Fuori tutto invece diventa più luminoso, è vero, ma quando i ragazzi escono il cielo è quasi sempre nuvoloso, quasi a significare che il sole per loro non esce mai.

Il “fuori” però, diventa l’unico luogo in cui i ragazzi sono a contatto in qualche modo con i loro familiari (anche se le relazioni sono spesso inadeguate) e provano ad avere una vita “normale”, come per esempio fa Pietro, che si ritrova al cinema per vedere la ragazza di cui è innamorato.

L’unico caso di vita familare positiva è quella di un ragazzo Antonio, che per una licenza prima si sposa con la fidanzata e poi con quattro ore a disposizione va ad incontrare suo figlio appena nato all’ospedale, con una gioia che sovrasta di gran lunga la sua condizione di carcerato:

“E’ mio…è l’unica cosa mia, che ho mai avuto… E ridi,  ridi che sei nato, la vita è bella!”

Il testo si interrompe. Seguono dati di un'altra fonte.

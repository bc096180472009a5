//! Repository pattern for database operations.
//!
//! 데이터베이스 접근 로직을 라우트 핸들러에서 분리하여 관리합니다.
//! 저장소는 [`PrincipalStore`](crate::auth::PrincipalStore) 트레이트 뒤에 숨겨져
//! PostgreSQL 구현과 메모리 구현을 바꿔 끼울 수 있습니다.

pub mod principals;

pub use principals::{InMemoryPrincipalStore, PgPrincipalStore};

Il resto dei ragazzi però non ha la stessa fortuna, alle spalle hanno tutte situazioni difficili: la mamma di Claudio e del fratello, che si intravede al commissariato durante l’interrogatorio è probabilmente una prostituta, la famiglia di Mery non accetta l’omosessualità del figlio, Pietro racconta di aver avuto la madre nel carcere femminile.

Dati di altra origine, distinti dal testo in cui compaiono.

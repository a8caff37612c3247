//! Portfolio-level risk gate and position book.
//!
//! Owns the open positions and the daily loss/trade counters. Every entry
//! goes through [`RiskManager::can_open`]; the daily counters reset when the
//! UTC date rolls over.

use std::collections::HashMap;

use chrono::{NaiveDate, Utc};
use rust_decimal::Decimal;
use rust_decimal_macros::dec;
use tracing::{info, warn};

use super::config::RiskConfig;
use super::position::{PartialExit, Position};
use crate::signal::AdaptiveParams;

/// Why a new entry was refused.
#[derive(Debug, Clone, Copy, PartialEq, Eq)]
pub enum EntryBlock {
    MaxPositions,
    InsufficientBalance,
    DailyLossCap,
}

impl EntryBlock {
    pub fn as_str(&self) -> &'static str {
        match self {
            EntryBlock::MaxPositions => "max positions reached",
            EntryBlock::InsufficientBalance => "insufficient balance",
            EntryBlock::DailyLossCap => "daily loss cap reached",
        }
    }
}

/// Outcome of a full close.
#[derive(Debug, Clone)]
pub struct ClosedTrade {
    pub quantity: Decimal,
    pub fee: Decimal,
    pub realized_pnl: Decimal,
    pub realized_pnl_pct: Decimal,
}

/// Position book plus the portfolio caps.
#[derive(Debug)]
pub struct RiskManager {
    config: RiskConfig,
    positions: HashMap<String, Position>,
    daily_loss_pct: Decimal,
    daily_trades: u32,
    current_day: NaiveDate,
}

impl RiskManager {
    pub fn new(config: RiskConfig) -> Self {
        Self {
            config,
            positions: HashMap::new(),
            daily_loss_pct: Decimal::ZERO,
            daily_trades: 0,
            current_day: Utc::now().date_naive(),
        }
    }

    pub fn config(&self) -> &RiskConfig {
        &self.config
    }

    pub fn position(&self, pair: &str) -> Option<&Position> {
        self.positions.get(pair)
    }

    pub fn position_mut(&mut self, pair: &str) -> Option<&mut Position> {
        self.positions.get_mut(pair)
    }

    pub fn open_positions(&self) -> impl Iterator<Item = &Position> {
        self.positions.values()
    }

    pub fn position_count(&self) -> usize {
        self.positions.len()
    }

    pub fn daily_loss_pct(&self) -> Decimal {
        self.daily_loss_pct
    }

    pub fn daily_trades(&self) -> u32 {
        self.daily_trades
    }

    /// Reset the daily counters when the UTC date has rolled over.
    pub fn roll_day(&mut self) {
        let today = Utc::now().date_naive();
        if today != self.current_day {
            info!(
                day = %today,
                prior_loss_pct = %self.daily_loss_pct,
                prior_trades = self.daily_trades,
                "daily counters reset"
            );
            self.daily_loss_pct = Decimal::ZERO;
            self.daily_trades = 0;
            self.current_day = today;
        }
    }

    /// Gate a prospective entry. A DCA entry into an existing position only
    /// needs balance: the position slot is already spent and averaging down
    /// is exempt from the loss cap. Fresh entries face all three caps, with
    /// the regime's position limit in force.
    pub fn can_open(
        &self,
        pair: &str,
        balance: Decimal,
        max_positions: u32,
    ) -> Result<(), EntryBlock> {
        if self.config.enable_dca && self.positions.contains_key(pair) {
            if balance < self.config.trade_amount {
                return Err(EntryBlock::InsufficientBalance);
            }
            return Ok(());
        }

        if self.positions.len() >= max_positions as usize {
            return Err(EntryBlock::MaxPositions);
        }
        if balance < self.config.trade_amount {
            return Err(EntryBlock::InsufficientBalance);
        }
        if self.daily_loss_pct >= self.config.max_daily_loss_pct {
            return Err(EntryBlock::DailyLossCap);
        }
        Ok(())
    }

    /// Whether a DCA buy is allowed at `price`: a position must exist and be
    /// under water by at least the configured drawdown.
    pub fn should_accumulate(&self, pair: &str, price: Decimal) -> bool {
        if !self.config.enable_dca {
            return false;
        }
        let Some(position) = self.positions.get(pair) else {
            return false;
        };

        let average = position.average_cost();
        if average.is_zero() {
            return false;
        }
        let drawdown_pct = (price - average) / average * dec!(100);
        drawdown_pct <= self.config.dca_threshold_pct
    }

    /// Record a filled opening buy.
    pub fn open_position(
        &mut self,
        pair: &str,
        price: Decimal,
        quantity: Decimal,
        fee: Decimal,
        params: &AdaptiveParams,
    ) -> &Position {
        let position = Position::open(pair, price, quantity, fee, params, &self.config);
        info!(
            pair = %pair,
            price = %price,
            quantity = %quantity,
            context = params.context.as_str(),
            stop = %position.stop_price,
            "position opened"
        );
        self.positions.entry(pair.to_string()).or_insert(position)
    }

    /// Record a filled DCA buy. Returns the new average cost.
    pub fn accumulate(
        &mut self,
        pair: &str,
        price: Decimal,
        quantity: Decimal,
        fee: Decimal,
    ) -> Option<Decimal> {
        let position = self.positions.get_mut(pair)?;
        position.accumulate(price, quantity, fee);
        let average = position.average_cost();
        info!(
            pair = %pair,
            price = %price,
            quantity = %quantity,
            new_average = %average,
            "position averaged down"
        );
        Some(average)
    }

    /// Fire at most one ladder rung for the pair at `price`.
    pub fn partial_exit(&mut self, pair: &str, price: Decimal) -> Option<PartialExit> {
        let position = self.positions.get_mut(pair)?;
        let exit = position.partial_exit(price)?;
        info!(
            pair = %pair,
            tp_level = %exit.threshold_pct,
            quantity = %exit.quantity,
            realized_pnl = %exit.realized_pnl,
            remaining = %exit.remaining_quantity,
            "partial take-profit"
        );
        Some(exit)
    }

    /// Fully close the pair's position at `price`. Losses feed the daily
    /// loss counter.
    pub fn close_position(&mut self, pair: &str, price: Decimal) -> Option<ClosedTrade> {
        let position = self.positions.remove(pair)?;
        let quantity = position.outstanding_quantity();
        let (realized_pnl, realized_pnl_pct, fee) = position.close_pnl(price);

        if realized_pnl_pct < Decimal::ZERO {
            self.daily_loss_pct += realized_pnl_pct.abs();
            warn!(
                pair = %pair,
                loss_pct = %realized_pnl_pct,
                daily_loss_pct = %self.daily_loss_pct,
                "closed at a loss"
            );
        }
        self.daily_trades += 1;

        info!(
            pair = %pair,
            price = %price,
            realized_pnl = %realized_pnl,
            realized_pnl_pct = %realized_pnl_pct,
            "position closed"
        );

        Some(ClosedTrade {
            quantity,
            fee,
            realized_pnl,
            realized_pnl_pct,
        })
    }
}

Emarginati, soli, indifesi: bambini fatti d’improvviso uomini per gioco-forza, ma che rimangono comunque tali, ancora inermi e fragili, assetati d’affetto, che in cuor loro vorrebbero trovarsi altrove, via, per avere speranza.

Quasi inquietanti a questo proposito, sono le emblematiche magliette che indossano alcuni protagonisti durante lo scorrere della pellicola, che recitano posti lontani, alcuni oltre nazione, o gruppi rock di fama internazionale.

Pietro, con la maglietta con su scritto “Val Badia” e un’altra dei “Judas Priest”; Claudio, “America”;  Natale, “Boy London”; e ancora “People who surf”, “Los Angeles”.

 

L’amore, il sesso, le donne, l’affettività

Il film si apre in una via scura e probabilmente malfamata di Palermo (i muri scrostati, l’immondizia a terra) e le luci di un auto che andranno poco dopo a schiantarsi contro una vetrina; è il fratello più piccolo di Claudio Catalano a guidarla, il ragazzo che poi finirà al Rosaspina.

Claudio e il fratello iniziano a trafugare i vestiti dai manichini di un negozio che contrasta molto con l’ambientazione esterna, così luminoso e dai colori vivi, ma mentre il fratello più piccolo si riavvicina all’auto, Claudio rimane a palpeggiare un manichino da donna pronunciando parole gergali e cariche di desiderio sessuale.

Poco dopo vediamo Pietro, dopo l’uscita dal carcere, recarsi con un amico  in una bettola dove l’aspettano due prostitute, una fuori, che controlla, e una dentro che li aspetta, il tutto accompagnato da termini simili a quelli che pronuncia Claudio.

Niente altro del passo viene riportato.